_Instructions for the task_:
Below is a listing. Output every line of it exactly.
+-------+
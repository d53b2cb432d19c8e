//! Slash command parsing for the chat application.
//!
//! This module handles parsing of special commands that start with `/`,
//! allowing users to control the chat session without sending queries
//! to the engine.

/// A parsed chat command.
///
/// These commands control the chat session and are not sent to the engine.
#[derive(Debug, Clone, PartialEq)]
pub enum ChatCommand {
    /// Clear the conversation history.
    Clear,

    /// Show or change the engine URL.
    /// `None` shows the current URL.
    Engine(Option<String>),

    /// Upload a document for analysis.
    Upload(String),

    /// Ask the engine to open a file or folder.
    Open(String),

    /// Show records extracted from uploaded documents.
    Records,

    /// Show the engine's learned facts.
    Facts,

    /// Set the auto-save transcript path.
    TranscriptPath(String),

    /// Clear the auto-save transcript path.
    ClearTranscriptPath,

    /// Save the transcript to a specific file immediately.
    SaveTranscript(String),

    /// Load conversation history from a file.
    LoadTranscript(String),

    /// Display help information.
    Help,

    /// Exit the chat application.
    Quit,

    /// Display session statistics (turn count, engine URL, etc.).
    Stats,

    /// Report a parsing error back to the caller.
    Invalid(String),
}

/// Parses user input for slash commands.
///
/// Returns `Some(ChatCommand)` if the input is a valid command,
/// or `None` if it should be treated as a regular query.
///
/// # Examples
///
/// ```
/// # use omnimind::chat::parse_command;
/// assert!(parse_command("/quit").is_some());
/// assert!(parse_command("/upload quote.pdf").is_some());
/// assert!(parse_command("Find my tax files").is_none());
/// ```
pub fn parse_command(input: &str) -> Option<ChatCommand> {
    let input = input.trim();

    if !input.starts_with('/') {
        return None;
    }

    let mut parts = input[1..].splitn(2, ' ');
    let command = parts.next()?.to_lowercase();
    let argument = parts.next().map(|s| s.trim()).filter(|s| !s.is_empty());

    let result = match command.as_str() {
        "clear" => ChatCommand::Clear,
        "engine" => ChatCommand::Engine(argument.map(|s| s.to_string())),
        "upload" => match argument {
            Some(path) => ChatCommand::Upload(path.to_string()),
            None => ChatCommand::Invalid("/upload requires a file path".to_string()),
        },
        "open" => match argument {
            Some(path) => ChatCommand::Open(path.to_string()),
            None => ChatCommand::Invalid("/open requires a path".to_string()),
        },
        "records" | "quotes" => ChatCommand::Records,
        "facts" | "knowledge" => ChatCommand::Facts,
        "transcript" => match argument {
            Some(arg) if arg.eq_ignore_ascii_case("clear") => ChatCommand::ClearTranscriptPath,
            Some(arg) => ChatCommand::TranscriptPath(arg.to_string()),
            None => ChatCommand::Invalid("/transcript requires a file path".to_string()),
        },
        "save" => match argument {
            Some(arg) => ChatCommand::SaveTranscript(arg.to_string()),
            None => ChatCommand::Invalid("/save requires a file path".to_string()),
        },
        "load" => match argument {
            Some(arg) => ChatCommand::LoadTranscript(arg.to_string()),
            None => ChatCommand::Invalid("/load requires a file path".to_string()),
        },
        "help" | "?" => ChatCommand::Help,
        "quit" | "exit" | "q" => ChatCommand::Quit,
        "stats" | "status" => ChatCommand::Stats,
        _ => ChatCommand::Invalid(format!("Unknown command: /{}", command)),
    };

    Some(result)
}

/// Returns help text describing available commands.
pub fn help_text() -> &'static str {
    r#"Available commands:
  /engine [url]          Show or change the engine URL
  /upload <file>         Upload a document for analysis
  /open <path>           Open a file or folder on the engine's machine
  /records               Show records extracted from uploads
  /facts                 Show what the engine has learned
  /clear                 Clear conversation history
  /transcript <file>     Enable auto-saving transcripts (or 'clear')
  /save <file>           Save the current transcript immediately
  /load <file>           Load a transcript from disk
  /stats                 Show session statistics
  /help                  Show this help message
  /quit                  Exit the chat

Press Ctrl-C while a request is running to cancel it; your query
returns to the input line for correction."#
}

#[cfg(test)]
mod tests {
    use super::*;

    #[test]
    fn parse_quit_commands() {
        assert_eq!(parse_command("/quit"), Some(ChatCommand::Quit));
        assert_eq!(parse_command("/exit"), Some(ChatCommand::Quit));
        assert_eq!(parse_command("/q"), Some(ChatCommand::Quit));
        assert_eq!(parse_command("  /quit  "), Some(ChatCommand::Quit));
    }

    #[test]
    fn parse_clear() {
        assert_eq!(parse_command("/clear"), Some(ChatCommand::Clear));
        assert_eq!(parse_command("/CLEAR"), Some(ChatCommand::Clear));
    }

    #[test]
    fn parse_engine() {
        assert_eq!(
            parse_command("/engine http://localhost:9000"),
            Some(ChatCommand::Engine(Some(
                "http://localhost:9000".to_string()
            )))
        );
        assert_eq!(parse_command("/engine"), Some(ChatCommand::Engine(None)));
    }

    #[test]
    fn parse_upload() {
        assert_eq!(
            parse_command("/upload quotes/acme.pdf"),
            Some(ChatCommand::Upload("quotes/acme.pdf".to_string()))
        );
        assert_eq!(
            parse_command("/upload"),
            Some(ChatCommand::Invalid(
                "/upload requires a file path".to_string()
            ))
        );
    }

    #[test]
    fn parse_open() {
        assert_eq!(
            parse_command("/open /Users/bob/report.pdf"),
            Some(ChatCommand::Open("/Users/bob/report.pdf".to_string()))
        );
        assert!(matches!(
            parse_command("/open"),
            Some(ChatCommand::Invalid(msg)) if msg.contains("requires")
        ));
    }

    #[test]
    fn parse_records_and_facts() {
        assert_eq!(parse_command("/records"), Some(ChatCommand::Records));
        assert_eq!(parse_command("/quotes"), Some(ChatCommand::Records));
        assert_eq!(parse_command("/facts"), Some(ChatCommand::Facts));
        assert_eq!(parse_command("/knowledge"), Some(ChatCommand::Facts));
    }

    #[test]
    fn parse_transcript_commands() {
        assert_eq!(
            parse_command("/transcript chat.json"),
            Some(ChatCommand::TranscriptPath("chat.json".to_string()))
        );
        assert_eq!(
            parse_command("/transcript clear"),
            Some(ChatCommand::ClearTranscriptPath)
        );
        assert_eq!(
            parse_command("/save session.json"),
            Some(ChatCommand::SaveTranscript("session.json".to_string()))
        );
        assert_eq!(
            parse_command("/load session.json"),
            Some(ChatCommand::LoadTranscript("session.json".to_string()))
        );
    }

    #[test]
    fn parse_stats() {
        assert_eq!(parse_command("/stats"), Some(ChatCommand::Stats));
        assert_eq!(parse_command("/status"), Some(ChatCommand::Stats));
    }

    #[test]
    fn non_commands() {
        assert_eq!(parse_command("Find my tax files"), None);
        assert_eq!(parse_command(""), None);
        assert_eq!(parse_command("  "), None);
    }

    #[test]
    fn unknown_command_is_invalid() {
        assert!(matches!(
            parse_command("/frobnicate"),
            Some(ChatCommand::Invalid(msg)) if msg.contains("frobnicate")
        ));
    }

    #[test]
    fn help_text_not_empty() {
        let help = help_text();
        assert!(!help.is_empty());
        assert!(help.contains("/quit"));
        assert!(help.contains("/clear"));
        assert!(help.contains("/upload"));
        assert!(help.contains("/engine"));
    }
}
+-------+
_Exercise output_:
repository d53b2cb432d19c8e
//! Slash command parsing for the chat application.
//!
//! This module handles parsing of special commands that start with `/`,
//! allowing users to control the chat session without sending queries
//! to the engine.

/// A parsed chat command.
///
/// These commands control the chat session and are not sent to the engine.
#[derive(Debug, Clone, PartialEq)]
pub enum ChatCommand {
    /// Clear the conversation history.
    Clear,

    /// Show or change the engine URL.
    /// `None` shows the current URL.
    Engine(Option<String>),

    /// Upload a document for analysis.
    Upload(String),

    /// Ask the engine to open a file or folder.
    Open(String),

    /// Show records extracted from uploaded documents.
    Records,

    /// Show the engine's learned facts.
    Facts,

    /// Set the auto-save transcript path.
    TranscriptPath(String),

    /// Clear the auto-save transcript path.
    ClearTranscriptPath,

    /// Save the transcript to a specific file immediately.
    SaveTranscript(String),

    /// Load conversation history from a file.
    LoadTranscript(String),

    /// Display help information.
    Help,

    /// Exit the chat application.
    Quit,

    /// Display session statistics (turn count, engine URL, etc.).
    Stats,

    /// Report a parsing error back to the caller.
    Invalid(String),
}

/// Parses user input for slash commands.
///
/// Returns `Some(ChatCommand)` if the input is a valid command,
/// or `None` if it should be treated as a regular query.
///
/// # Examples
///
/// ```
/// # use omnimind::chat::parse_command;
/// assert!(parse_command("/quit").is_some());
/// assert!(parse_command("/upload quote.pdf").is_some());
/// assert!(parse_command("Find my tax files").is_none());
/// ```
pub fn parse_command(input: &str) -> Option<ChatCommand> {
    let input = input.trim();

    if !input.starts_with('/') {
        return None;
    }

    let mut parts = input[1..].splitn(2, ' ');
    let command = parts.next()?.to_lowercase();
    let argument = parts.next().map(|s| s.trim()).filter(|s| !s.is_empty());

    let result = match command.as_str() {
        "clear" => ChatCommand::Clear,
        "engine" => ChatCommand::Engine(argument.map(|s| s.to_string())),
        "upload" => match argument {
            Some(path) => ChatCommand::Upload(path.to_string()),
            None => ChatCommand::Invalid("/upload requires a file path".to_string()),
        },
        "open" => match argument {
            Some(path) => ChatCommand::Open(path.to_string()),
            None => ChatCommand::Invalid("/open requires a path".to_string()),
        },
        "records" | "quotes" => ChatCommand::Records,
        "facts" | "knowledge" => ChatCommand::Facts,
        "transcript" => match argument {
            Some(arg) if arg.eq_ignore_ascii_case("clear") => ChatCommand::ClearTranscriptPath,
            Some(arg) => ChatCommand::TranscriptPath(arg.to_string()),
            None => ChatCommand::Invalid("/transcript requires a file path".to_string()),
        },
        "save" => match argument {
            Some(arg) => ChatCommand::SaveTranscript(arg.to_string()),
            None => ChatCommand::Invalid("/save requires a file path".to_string()),
        },
        "load" => match argument {
            Some(arg) => ChatCommand::LoadTranscript(arg.to_string()),
            None => ChatCommand::Invalid("/load requires a file path".to_string()),
        },
        "help" | "?" => ChatCommand::Help,
        "quit" | "exit" | "q" => ChatCommand::Quit,
        "stats" | "status" => ChatCommand::Stats,
        _ => ChatCommand::Invalid(format!("Unknown command: /{}", command)),
    };

    Some(result)
}

/// Returns help text describing available commands.
pub fn help_text() -> &'static str {
    r#"Available commands:
  /engine [url]          Show or change the engine URL
  /upload <file>         Upload a document for analysis
  /open <path>           Open a file or folder on the engine's machine
  /records               Show records extracted from uploads
  /facts                 Show what the engine has learned
  /clear                 Clear conversation history
  /transcript <file>     Enable auto-saving transcripts (or 'clear')
  /save <file>           Save the current transcript immediately
  /load <file>           Load a transcript from disk
  /stats                 Show session statistics
  /help                  Show this help message
  /quit                  Exit the chat

Press Ctrl-C while a request is running to cancel it; your query
returns to the input line for correction."#
}

#[cfg(test)]
mod tests {
    use super::*;

    #[test]
    fn parse_quit_commands() {
        assert_eq!(parse_command("/quit"), Some(ChatCommand::Quit));
        assert_eq!(parse_command("/exit"), Some(ChatCommand::Quit));
        assert_eq!(parse_command("/q"), Some(ChatCommand::Quit));
        assert_eq!(parse_command("  /quit  "), Some(ChatCommand::Quit));
    }

    #[test]
    fn parse_clear() {
        assert_eq!(parse_command("/clear"), Some(ChatCommand::Clear));
        assert_eq!(parse_command("/CLEAR"), Some(ChatCommand::Clear));
    }

    #[test]
    fn parse_engine() {
        assert_eq!(
            parse_command("/engine http://localhost:9000"),
            Some(ChatCommand::Engine(Some(
                "http://localhost:9000".to_string()
            )))
        );
        assert_eq!(parse_command("/engine"), Some(ChatCommand::Engine(None)));
    }

    #[test]
    fn parse_upload() {
        assert_eq!(
            parse_command("/upload quotes/acme.pdf"),
            Some(ChatCommand::Upload("quotes/acme.pdf".to_string()))
        );
        assert_eq!(
            parse_command("/upload"),
            Some(ChatCommand::Invalid(
                "/upload requires a file path".to_string()
            ))
        );
    }

    #[test]
    fn parse_open() {
        assert_eq!(
            parse_command("/open /Users/bob/report.pdf"),
            Some(ChatCommand::Open("/Users/bob/report.pdf".to_string()))
        );
        assert!(matches!(
            parse_command("/open"),
            Some(ChatCommand::Invalid(msg)) if msg.contains("requires")
        ));
    }

    #[test]
    fn parse_records_and_facts() {
        assert_eq!(parse_command("/records"), Some(ChatCommand::Records));
        assert_eq!(parse_command("/quotes"), Some(ChatCommand::Records));
        assert_eq!(parse_command("/facts"), Some(ChatCommand::Facts));
        assert_eq!(parse_command("/knowledge"), Some(ChatCommand::Facts));
    }

    #[test]
    fn parse_transcript_commands() {
        assert_eq!(
            parse_command("/transcript chat.json"),
            Some(ChatCommand::TranscriptPath("chat.json".to_string()))
        );
        assert_eq!(
            parse_command("/transcript clear"),
            Some(ChatCommand::ClearTranscriptPath)
        );
        assert_eq!(
            parse_command("/save session.json"),
            Some(ChatCommand::SaveTranscript("session.json".to_string()))
        );
        assert_eq!(
            parse_command("/load session.json"),
            Some(ChatCommand::LoadTranscript("session.json".to_string()))
        );
    }

    #[test]
    fn parse_stats() {
        assert_eq!(parse_command("/stats"), Some(ChatCommand::Stats));
        assert_eq!(parse_command("/status"), Some(ChatCommand::Stats));
    }

    #[test]
    fn non_commands() {
        assert_eq!(parse_command("Find my tax files"), None);
        assert_eq!(parse_command(""), None);
        assert_eq!(parse_command("  "), None);
    }

    #[test]
    fn unknown_command_is_invalid() {
        assert!(matches!(
            parse_command("/frobnicate"),
            Some(ChatCommand::Invalid(msg)) if msg.contains("frobnicate")
        ));
    }

    #[test]
    fn help_text_not_empty() {
        let help = help_text();
        assert!(!help.is_empty());
        assert!(help.contains("/quit"));
        assert!(help.contains("/clear"));
        assert!(help.contains("/upload"));
        assert!(help.contains("/engine"));
    }
}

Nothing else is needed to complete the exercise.